WHAT THE TASK ASKS ::
Find every line of the records that has "dispatch" and return it.

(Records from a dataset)
╔══
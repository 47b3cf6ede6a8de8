//! Authenticated Request Gateway
//! Mission: Attach the current bearer token to every protected call and own the expiry path

use crate::auth::models::ApiErrorBody;
use crate::auth::signal::SessionSignal;
use crate::auth::store::TokenStore;
use anyhow::{Context, Result};
use reqwest::{Client, Method, RequestBuilder, Response, StatusCode};
use serde::de::DeserializeOwned;
use serde::Serialize;
use std::sync::Arc;
use std::time::Duration;
use tracing::{debug, warn};

/// Gateway failure modes callers branch on
#[derive(Debug)]
pub enum GatewayError {
    /// Backend rejected the bearer token; stored credentials were cleared
    /// and the session signal has already fired
    SessionExpired,
    /// Non-auth API rejection, carrying the backend's message when present
    Api { status: StatusCode, message: String },
    /// Transport-level failure; stored credentials were left untouched
    Network(reqwest::Error),
}

impl std::fmt::Display for GatewayError {
    fn fmt(&self, f: &mut std::fmt::Formatter<'_>) -> std::fmt::Result {
        match self {
            GatewayError::SessionExpired => write!(f, "Session expired, log in again"),
            GatewayError::Api { status, message } => write!(f, "API error ({}): {}", status, message),
            GatewayError::Network(e) => write!(f, "Network error: {}", e),
        }
    }
}

impl std::error::Error for GatewayError {
    fn source(&self) -> Option<&(dyn std::error::Error + 'static)> {
        match self {
            GatewayError::Network(e) => Some(e),
            _ => None,
        }
    }
}

/// HTTP front door for the admin API.
///
/// Reads the access token through the [`TokenStore`] at call time, so a
/// fetch issued right after `set_tokens` always carries the fresh token.
#[derive(Clone)]
pub struct ApiGateway {
    client: Client,
    base_url: String,
    store: Arc<TokenStore>,
    signal: SessionSignal,
}

impl ApiGateway {
    pub fn new(base_url: &str, store: Arc<TokenStore>, signal: SessionSignal) -> Result<Self> {
        let client = Client::builder()
            .timeout(Duration::from_secs(30))
            .build()
            .context("Failed to build API client")?;
        Ok(Self {
            client,
            base_url: base_url.trim_end_matches('/').to_string(),
            store,
            signal,
        })
    }

    fn url(&self, path: &str) -> String {
        format!("{}{}", self.base_url, path)
    }

    /// Builds a protected request with `Authorization` merged in when a
    /// token is held. A missing token still goes out as-is; the backend
    /// answers 401 and the expiry path takes over.
    fn build(&self, method: Method, path: &str) -> RequestBuilder {
        let mut request = self.client.request(method, self.url(path));
        if let Some(token) = self.store.get_access_token() {
            request = request.header(
                reqwest::header::AUTHORIZATION,
                format!("Bearer {}", token),
            );
        }
        request
    }

    /// GET a protected endpoint, deserializing the JSON body.
    pub async fn get_json<T: DeserializeOwned>(&self, path: &str) -> Result<T, GatewayError> {
        let response = self.dispatch(self.build(Method::GET, path)).await?;
        response.json().await.map_err(GatewayError::Network)
    }

    /// POST to a protected endpoint, ignoring the response body.
    pub async fn post_empty(&self, path: &str) -> Result<(), GatewayError> {
        self.dispatch(self.build(Method::POST, path)).await?;
        Ok(())
    }

    /// POST to a pre-authentication endpoint (login, signup): no bearer is
    /// attached and a 401/403 here means "bad input", never session death.
    pub async fn post_json_public<B: Serialize, T: DeserializeOwned>(
        &self,
        path: &str,
        body: &B,
    ) -> Result<T, GatewayError> {
        let response = self
            .client
            .post(self.url(path))
            .json(body)
            .send()
            .await
            .map_err(GatewayError::Network)?;
        let response = Self::reject_non_success(response).await?;
        response.json().await.map_err(GatewayError::Network)
    }

    /// As [`post_json_public`](Self::post_json_public), discarding the body.
    pub async fn post_public<B: Serialize>(&self, path: &str, body: &B) -> Result<(), GatewayError> {
        let response = self
            .client
            .post(self.url(path))
            .json(body)
            .send()
            .await
            .map_err(GatewayError::Network)?;
        Self::reject_non_success(response).await?;
        Ok(())
    }

    /// Sends a protected request. A 401/403 is the single point where the
    /// session tears down: credentials are cleared and the signal fires
    /// before the error is returned, so all observers converge without a
    /// caller having to remember to.
    async fn dispatch(&self, request: RequestBuilder) -> Result<Response, GatewayError> {
        let response = request.send().await.map_err(GatewayError::Network)?;
        let status = response.status();

        if status == StatusCode::UNAUTHORIZED || status == StatusCode::FORBIDDEN {
            warn!("❌ Backend rejected the session ({}), tearing it down", status);
            if let Err(e) = self.store.clear_tokens() {
                warn!("Failed to clear tokens after rejection: {:#}", e);
            }
            self.signal.emit_expired();
            return Err(GatewayError::SessionExpired);
        }

        Self::reject_non_success(response).await
    }

    async fn reject_non_success(response: Response) -> Result<Response, GatewayError> {
        let status = response.status();
        if status.is_success() {
            return Ok(response);
        }
        let message = match response.json::<ApiErrorBody>().await {
            Ok(body) => body.message.unwrap_or_else(|| status.to_string()),
            Err(_) => status.to_string(),
        };
        debug!("API call rejected: {} ({})", message, status);
        Err(GatewayError::Api { status, message })
    }
}
//! Session Signal
//! Mission: Tell every live listener that the current session is dead

use parking_lot::Mutex;
use std::sync::{Arc, Weak};
use tracing::debug;

/// Observer for the token-expired broadcast.
///
/// Delivery may repeat for a single teardown (every failing call emits), so
/// implementations must be idempotent and safe to invoke when already
/// logged out.
pub trait SessionObserver: Send + Sync {
    fn on_session_expired(&self);
}

/// Payload-free "token expired" broadcast.
///
/// Subscribers are held weakly; a dropped observer falls out of the list on
/// the next emit. Delivery is synchronous: every live subscriber has been
/// notified before `emit_expired` returns.
#[derive(Clone, Default)]
pub struct SessionSignal {
    observers: Arc<Mutex<Vec<Weak<dyn SessionObserver>>>>,
}

impl SessionSignal {
    pub fn new() -> Self {
        Self::default()
    }

    pub fn subscribe<O: SessionObserver + 'static>(&self, observer: &Arc<O>) {
        let observer: Arc<dyn SessionObserver> = observer.clone();
        let weak: Weak<dyn SessionObserver> = Arc::downgrade(&observer);
        self.observers.lock().push(weak);
    }

    pub fn emit_expired(&self) {
        // Upgrade under the lock, notify outside it so a handler may
        // subscribe or emit without deadlocking.
        let live: Vec<Arc<dyn SessionObserver>> = {
            let mut observers = self.observers.lock();
            observers.retain(|weak| weak.strong_count() > 0);
            observers.iter().filter_map(Weak::upgrade).collect()
        };
        debug!("Session expiry signal: notifying {} listener(s)", live.len());
        for observer in live {
            observer.on_session_expired();
        }
    }
}

#[cfg(test)]
mod tests {
    use super::*;
    use std::sync::atomic::{AtomicUsize, Ordering};

    #[derive(Default)]
    struct CountingObserver {
        hits: AtomicUsize,
    }

    impl SessionObserver for CountingObserver {
        fn on_session_expired(&self) {
            self.hits.fetch_add(1, Ordering::SeqCst);
        }
    }

    #[test]
    fn test_synchronous_delivery() {
        let signal = SessionSignal::new();
        let observer = Arc::new(CountingObserver::default());
        signal.subscribe(&observer);

        signal.emit_expired();
        assert_eq!(observer.hits.load(Ordering::SeqCst), 1);

        // Repeat delivery is allowed; observers must tolerate it
        signal.emit_expired();
        assert_eq!(observer.hits.load(Ordering::SeqCst), 2);
    }

    #[test]
    fn test_all_subscribers_notified() {
        let signal = SessionSignal::new();
        let first = Arc::new(CountingObserver::default());
        let second = Arc::new(CountingObserver::default());
        signal.subscribe(&first);
        signal.subscribe(&second);

        signal.emit_expired();
        assert_eq!(first.hits.load(Ordering::SeqCst), 1);
        assert_eq!(second.hits.load(Ordering::SeqCst), 1);
    }

    #[test]
    fn test_dropped_subscriber_skipped() {
        let signal = SessionSignal::new();
        let kept = Arc::new(CountingObserver::default());
        signal.subscribe(&kept);
        {
            let dropped = Arc::new(CountingObserver::default());
            signal.subscribe(&dropped);
        }

        signal.emit_expired();
        assert_eq!(kept.hits.load(Ordering::SeqCst), 1);
    }
}
//! Re:Wear Admin CLI
//! Mission: Drive the admin session core for the clothing-exchange platform from the terminal

use anyhow::{Context, Result};
use clap::{Parser, Subcommand};
use rewear_admin::auth::api::{AuthApi, AuthFlowError, SignupDraft};
use rewear_admin::auth::gateway::{ApiGateway, GatewayError};
use rewear_admin::auth::models::AdminRole;
use rewear_admin::auth::session::{RoleSession, RoleState};
use rewear_admin::auth::signal::SessionSignal;
use rewear_admin::auth::store::{SqliteStorage, TokenStore};
use rewear_admin::auth::TokenCodec;
use rewear_admin::config::Config;
use std::sync::Arc;
use tracing_subscriber::{layer::SubscriberExt, util::SubscriberInitExt};

#[derive(Parser)]
#[command(name = "rewear-admin", about = "Admin console client for the Re:Wear platform")]
struct Cli {
    #[command(subcommand)]
    command: Command,
}

#[derive(Subcommand)]
enum Command {
    /// Log in and persist the session
    Login {
        #[arg(long)]
        email: String,
        #[arg(long)]
        password: String,
    },
    /// Drop the local session
    Logout,
    /// Show whether a session is currently held
    Whoami,
    /// Resolve and show the admin role for the current session
    Role,
    /// Submit a signup request for a new admin account
    SignupRequest {
        #[arg(long)]
        email: String,
        #[arg(long)]
        name: String,
        #[arg(long)]
        password: String,
        #[arg(long)]
        password_confirm: String,
        #[arg(long, value_parser = parse_role)]
        requested_role: AdminRole,
        #[arg(long, default_value = "")]
        reason: String,
    },
    /// Approve a pending signup request
    Approve { id: u64 },
    /// Reject a pending signup request
    Reject { id: u64 },
}

fn parse_role(s: &str) -> Result<AdminRole, String> {
    AdminRole::from_str(s)
        .ok_or_else(|| format!("Unknown role '{}'; expected SUPER_ADMIN, ADMIN or MANAGER", s))
}

fn init_tracing() {
    tracing_subscriber::registry()
        .with(
            tracing_subscriber::EnvFilter::try_from_default_env()
                .unwrap_or_else(|_| "rewear_admin=info".into()),
        )
        .with(tracing_subscriber::fmt::layer())
        .init();
}

/// Wired session core, constructed once per invocation
struct App {
    store: Arc<TokenStore>,
    session: Arc<RoleSession>,
    api: AuthApi,
}

fn build_app(config: &Config) -> Result<App> {
    std::fs::create_dir_all(&config.profile_dir).with_context(|| {
        format!(
            "Failed to create profile directory {}",
            config.profile_dir.display()
        )
    })?;

    let codec = TokenCodec::new(&config.token_key)?;
    let storage = SqliteStorage::new(&config.profile_dir.join("tokens.db"))?;
    let store = Arc::new(TokenStore::new(Box::new(storage), codec));

    let signal = SessionSignal::new();
    let gateway = ApiGateway::new(&config.api_base_url, store.clone(), signal.clone())?;
    let session = RoleSession::new(store.clone(), gateway.clone());
    signal.subscribe(&session);

    let api = AuthApi::new(gateway, store.clone(), session.clone());
    Ok(App {
        store,
        session,
        api,
    })
}

fn report(err: AuthFlowError) -> anyhow::Error {
    match err {
        AuthFlowError::Gateway(GatewayError::Network(e)) => {
            anyhow::Error::new(e).context("Could not reach the server; check your connection")
        }
        other => anyhow::Error::new(other),
    }
}

#[tokio::main]
async fn main() -> Result<()> {
    let cli = Cli::parse();
    init_tracing();

    let config = Config::from_env()?;
    let app = build_app(&config)?;

    match cli.command {
        Command::Login { email, password } => {
            app.api.login(&email, &password).await.map_err(report)?;
            match app.session.role() {
                Some(role) => println!("Logged in as {} ({})", email, role.as_str()),
                None => println!("Logged in as {}", email),
            }
        }
        Command::Logout => {
            app.api.logout().map_err(report)?;
            println!("Logged out.");
        }
        Command::Whoami => {
            if app.store.is_authenticated() {
                println!("Session held (tokens present).");
            } else {
                println!("Not logged in.");
            }
        }
        Command::Role => {
            app.session.refresh().await;
            match app.session.state() {
                RoleState::Resolved(role) => println!("{}", role.as_str()),
                RoleState::Anonymous => println!("Not logged in."),
                RoleState::Unresolved => println!("Role could not be resolved."),
            }
        }
        Command::SignupRequest {
            email,
            name,
            password,
            password_confirm,
            requested_role,
            reason,
        } => {
            let draft = SignupDraft {
                email: email.clone(),
                password,
                password_confirm,
                name,
                requested_role,
                reason,
            };
            app.api.submit_signup_request(&draft).await.map_err(report)?;
            println!("Signup request submitted for {}.", email);
        }
        Command::Approve { id } => {
            app.api.approve_signup(id).await.map_err(report)?;
            println!("Approved request {}.", id);
        }
        Command::Reject { id } => {
            app.api.reject_signup(id).await.map_err(report)?;
            println!("Rejected request {}.", id);
        }
    }

    Ok(())
}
╚══
ANSWER SPACE ::
        let response = self.dispatch(self.build(Method::GET, path)).await?;
        self.dispatch(self.build(Method::POST, path)).await?;
    async fn dispatch(&self, request: RequestBuilder) -> Result<Response, GatewayError> {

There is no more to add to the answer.